Here today; gone tomorrow

“Soma has climbed up in us, expanding. We have come to the place where they stretch out life-spans.”—From “We Have Drunk the Soma,” The Rig Veda

“Newton even devised an anagram of his name as a pseudonym (‘Isaacus Neuutonus’ becoming ‘Jeova sanctus unus’), which allowed him to exchange manuscripts with his correspondents while remaining anonymous, despite widespread speculation.”—Alain Bauer, from “Isaac Newton's Freemasonry; The Alchemy of Science and Mysticism”

Hi bcasey11,

You wrote, “Belief in aliens, god, or anything esoteric is stupid. Why don't you guys just drop this stupid crap—so unimportant. You guys are just crazy. Haven't you even heard Bill Nye the Science Guy’s view on this stuff? He says it’s all baloney.”

I would grant, yes, that Science has taken a few baby steps towards “objectivity”, but the problem is that scientists may be still not objective enough. Civility prevents them from deploying their big guns.

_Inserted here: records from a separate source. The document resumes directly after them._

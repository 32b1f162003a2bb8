//! Opaque one-time tokens (password reset).
//!
//! The raw token is handed to the requester once; only its SHA-256 hash and
//! expiry are ever persisted.

use base64::Engine;
use base64::engine::general_purpose::URL_SAFE_NO_PAD;
use chrono::{DateTime, Duration, Utc};
use rand::RngCore;
use sha2::{Digest, Sha256};

/// Length of generated tokens in bytes (256 bits of entropy).
const TOKEN_BYTES: usize = 32;

/// Lifetime of a password reset token.
pub const RESET_TOKEN_TTL_MINUTES: i64 = 60;

/// A freshly generated reset token.
#[derive(Debug, Clone)]
pub struct ResetToken {
    /// Raw token for the requester. Never persisted.
    pub raw: String,
    /// Hex SHA-256 of `raw`, the only form stored.
    pub hash: String,
    pub expires_at: DateTime<Utc>,
}

/// Secure token generator.
pub struct TokenGenerator;

impl TokenGenerator {
    /// Generate a random URL-safe base64 token.
    #[must_use]
    pub fn generate_secure_token() -> String {
        let mut bytes = [0u8; TOKEN_BYTES];
        rand::rng().fill_bytes(&mut bytes);
        URL_SAFE_NO_PAD.encode(bytes)
    }

    /// Hash a token for storage and lookup.
    #[must_use]
    pub fn hash_token(token: &str) -> String {
        hex::encode(Sha256::digest(token.as_bytes()))
    }

    /// Generate a password reset token valid for one hour.
    #[must_use]
    pub fn generate_reset_token() -> ResetToken {
        let raw = Self::generate_secure_token();
        let hash = Self::hash_token(&raw);

        ResetToken {
            raw,
            hash,
            expires_at: Utc::now() + Duration::minutes(RESET_TOKEN_TTL_MINUTES),
        }
    }
}

#[cfg(test)]
mod tests {
    use super::*;

    #[test]
    fn reset_token_hash_matches_raw() {
        let token = TokenGenerator::generate_reset_token();

        assert_eq!(TokenGenerator::hash_token(&token.raw), token.hash);
        assert_ne!(token.raw, token.hash);
        assert!(token.expires_at > Utc::now() + Duration::minutes(59));
        assert!(token.expires_at <= Utc::now() + Duration::minutes(60));
    }

    #[test]
    fn tokens_are_url_safe_and_unique() {
        let a = TokenGenerator::generate_secure_token();
        let b = TokenGenerator::generate_secure_token();

        assert_ne!(a, b);
        assert!(!a.contains('+'));
        assert!(!a.contains('/'));
        assert!(!a.contains('='));
    }

    #[test]
    fn hash_is_hex_sha256() {
        let hash = TokenGenerator::hash_token("abc");
        assert_eq!(
            hash,
            "ba7816bf8f01cfea414140de5dae2223b00361a396177a9cb410ff61f20015ad"
        );
    }
}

Many a theory of impure origin has gained access to the Institute.

Thus “objective methodology” should compel us to discard the last 50 years of genetic research, since Crick was high on LSD when he first “discovered” the double-helix structure of DNA. Kekule dreamed of a Uroboros—a snake eating its own tail—which prompted him to arrange the 6 atoms of Benzene into a ring. No more of that! Such Jungian molecules can no longer be allowed.

Newton’s decades-long infatuation with Alchemy and Kabbalah should give us pause, and force us to question the legitimacy of the “Principia.” While we’re at it, we should probably throw out the Pythagorean Theorem, since Pythagoras was a believer in transmigration—there were 4 past versions of Pythagoras, plus the 5th—and he quite unreasonably subjected his followers to a taboo against eating beans.

We must strengthen our collective will to expunge the dangerousness of the “Zero”—that so called “number”; without which there would be no differential calculus, or so the 18th century has led us to believe. We must once again learn how to get along without it. For the Zero is, as Alain Bauer argues, “a strange and terrifying concept”, and one “rejected by (almost) all the thinkers of the ancient world.”

For—as we know beyond the shadow of a doubt—a number cannot be “nothing” and simultaneously “infinite.”

If we allow for the introduction of such revolutionary concepts, then there is no telling where the “laws” of Physics will end up, or if any laws will be left. It is possible, of course, that we have already fought this battle—in a universe that is long ago and far away.

Crick, is that you banging around, and could you pass a message to Watson for me? Always “finding” things that he does not return, Tesla seems to have made off with my E-Meter.